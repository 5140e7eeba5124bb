//! The two-valued truth state shared by every clause.

use std::fmt;
use std::ops::Not;

/// The evaluated state of a clause: either `True` or `False`.
///
/// `TruthState` carries no payload, so both variants are plain constants
/// that can be copied and shared freely, including across threads.
///
/// # Examples
///
/// ```rust
/// use conditional::clause::TruthState;
///
/// let state = TruthState::from_bool(true);
/// assert!(state.is_true());
/// assert_eq!(!state, TruthState::False);
/// ```
#[derive(Debug, Clone, Copy, PartialEq, Eq, PartialOrd, Ord, Hash, Default)]
#[cfg_attr(feature = "serde", derive(serde::Serialize, serde::Deserialize))]
#[cfg_attr(feature = "serde", serde(from = "bool", into = "bool"))]
pub enum TruthState {
    /// The clause evaluated to `false`.
    #[default]
    False,
    /// The clause evaluated to `true`.
    True,
}

static_assertions::assert_impl_all!(TruthState: Copy, Send, Sync);

impl TruthState {
    /// Maps a `bool` onto its truth state.
    #[inline]
    pub const fn from_bool(value: bool) -> Self {
        if value { Self::True } else { Self::False }
    }

    /// Returns the state as a `bool`.
    #[inline]
    pub const fn as_bool(self) -> bool {
        matches!(self, Self::True)
    }

    /// Returns `true` for the `True` variant.
    #[inline]
    pub const fn is_true(self) -> bool {
        self.as_bool()
    }

    /// Returns `true` for the `False` variant.
    #[inline]
    pub const fn is_false(self) -> bool {
        !self.as_bool()
    }

    /// Returns the opposite variant.
    ///
    /// # Examples
    ///
    /// ```rust
    /// use conditional::clause::TruthState;
    ///
    /// assert_eq!(TruthState::True.negate(), TruthState::False);
    /// assert_eq!(TruthState::False.negate(), TruthState::True);
    /// ```
    #[inline]
    pub const fn negate(self) -> Self {
        match self {
            Self::True => Self::False,
            Self::False => Self::True,
        }
    }
}

impl From<bool> for TruthState {
    #[inline]
    fn from(value: bool) -> Self {
        Self::from_bool(value)
    }
}

impl From<TruthState> for bool {
    #[inline]
    fn from(state: TruthState) -> Self {
        state.as_bool()
    }
}

impl Not for TruthState {
    type Output = Self;

    #[inline]
    fn not(self) -> Self::Output {
        self.negate()
    }
}

impl fmt::Display for TruthState {
    fn fmt(&self, formatter: &mut fmt::Formatter<'_>) -> fmt::Result {
        match self {
            Self::True => formatter.write_str("true"),
            Self::False => formatter.write_str("false"),
        }
    }
}

#[cfg(test)]
mod tests {
    use super::*;
    use rstest::rstest;

    #[rstest]
    #[case(true, TruthState::True)]
    #[case(false, TruthState::False)]
    fn truth_state_from_bool(#[case] value: bool, #[case] expected: TruthState) {
        assert_eq!(TruthState::from_bool(value), expected);
        assert_eq!(TruthState::from(value), expected);
        assert_eq!(bool::from(expected), value);
    }

    #[rstest]
    fn truth_state_negate_is_involutive() {
        assert_eq!(TruthState::True.negate().negate(), TruthState::True);
        assert_eq!(!!TruthState::False, TruthState::False);
    }

    #[rstest]
    fn truth_state_default_is_false() {
        assert_eq!(TruthState::default(), TruthState::False);
    }

    #[rstest]
    #[case(TruthState::True, "true")]
    #[case(TruthState::False, "false")]
    fn truth_state_display(#[case] state: TruthState, #[case] expected: &str) {
        assert_eq!(state.to_string(), expected);
    }
}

About this task: Using the material above, tally the lines that hold the string "derive". Reply with the number alone.

Task solution: 2